3. Position, Navigation, and Timing Technologies in the 21st Century: Integrated Satellite Navigation, Sensor Systems, and Civil Applications. Wiley - IEEE Press, 2019. Editors: Y. Jade Morton, Frank van Diggelen, James Spilker, and Bradford Parkinson. Associate Editors: Sherman Lo, Grace Gao.

=== Major book chapter and technical papers ===

- Evolution of Modern Digital Communications Security Technologies, in Science, Technology, and National Security, coauthor with Jim Omura, Paul Baran, Pennsylvania Academy of Sciences, 2002.
- Spilker wrote over 100 technical papers for various IEEE and ION publications.

== Honors ==
James Spilker was an elected member of the National Academy of Engineering (1998) and was inducted to the Air Force GPS Hall of Fame (2000) and the Silicon Valley Engineering Hall of Fame (2007). He was a Life Fellow of the IEEE and a Fellow of the Institute of Navigation (ION). As one of the originators of GPS, James Spilker shared in the Goddard Memorial Trophy (2012).

He won the Arthur Young Entrepreneur of the Year Award in 1987, the ION Kepler Award (the highest award of the ION) in 1999, the Burka Award in 2002, and the US Air Force Space Command Recognition Award for 9 years of service on GPS Independent Review Team in 2000. In 2015, he received the IEEE Edison Medal for contributions to the technology and implementation of the GPS civilian navigation system. In 2019, James Spilker shared the 2019 Queen Elizabeth Prize for Engineering with three other GPS pioneers (Bradford Parkinson, Hugo FrueHauf, and Richard Schwartz).

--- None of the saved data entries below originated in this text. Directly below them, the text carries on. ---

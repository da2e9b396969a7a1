//! Error types for the Nebula service client.

use nebula_core::NebulaError;
use thiserror::Error;

/// Errors that can occur when talking to the Nebula services.
#[derive(Error, Debug)]
pub enum ClientError {
    /// HTTP request failed
    #[error("HTTP request failed: {0}")]
    Request(#[from] reqwest::Error),

    /// Server returned an error response
    #[error("Server error ({status}): {message}")]
    ServerError { status: u16, message: String },

    /// Invalid server URL
    #[error("Invalid server URL: {0}")]
    InvalidUrl(String),

    /// Failed to parse server response
    #[error("Failed to parse response: {0}")]
    ParseError(String),

    /// Server is offline or unreachable
    #[error("Server unreachable: {0}")]
    ServerUnreachable(String),

    /// Request needs a track id but none was given
    #[error("Track has no id")]
    MissingTrackId,
}

/// Result type for client operations.
pub type Result<T> = std::result::Result<T, ClientError>;

impl From<ClientError> for NebulaError {
    fn from(err: ClientError) -> Self {
        match err {
            ClientError::ServerError { status, message } => NebulaError::Service { status, message },
            ClientError::MissingTrackId => NebulaError::invalid_input("track has no id"),
            ClientError::InvalidUrl(msg) => NebulaError::invalid_input(msg),
            other => NebulaError::network(other.to_string()),
        }
    }
}
//! Nebula Core
//!
//! Shared domain types, service traits, and error handling for Nebula.
//!
//! This crate provides the foundational building blocks used by the playback
//! engine, the remote service client, and the persistence layer.
//!
//! # Architecture
//!
//! The core crate defines:
//! - **Domain Types**: `Track`, `TrackId`
//! - **Service Traits**: `StreamService`, `LikeService`, `AutoplayService`,
//!   `CatalogService` (remote collaborators) and `PlaybackStore` (persistence)
//! - **Error Handling**: Unified `NebulaError` and `Result` types
//!
//! # Example
//!
//! ```rust
//! use nebula_core::{Track, TrackId};
//!
//! let track = Track::new("dQw4w9WgXcQ", "Never Gonna Give You Up", "Rick Astley");
//! assert_eq!(track.id, TrackId::new("dQw4w9WgXcQ"));
//! assert!(track.has_id());
//! ```

#![forbid(unsafe_code)]
#![warn(missing_docs)]

pub mod error;
pub mod services;
pub mod storage;
pub mod types;

// Re-export commonly used types
pub use error::{NebulaError, Result};
pub use services::{AutoplayService, CatalogService, LikeService, StreamService};
pub use storage::PlaybackStore;
pub use types::{Track, TrackDetails, TrackId};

In 2012, Spilker and his wife, Anna Marie Spilker, were recognized for their contributions by Stanford University, which dedicated the James and Anna Marie Spilker Engineering and Applied Sciences Building in their honor.

== Personal life ==
James Spilker was married to Anna Marie Spilker, a licensed real estate broker and the founder and president of New Pacific Investments Inc. in the Silicon Valley. He died on September 24, 2019, at the age of 86.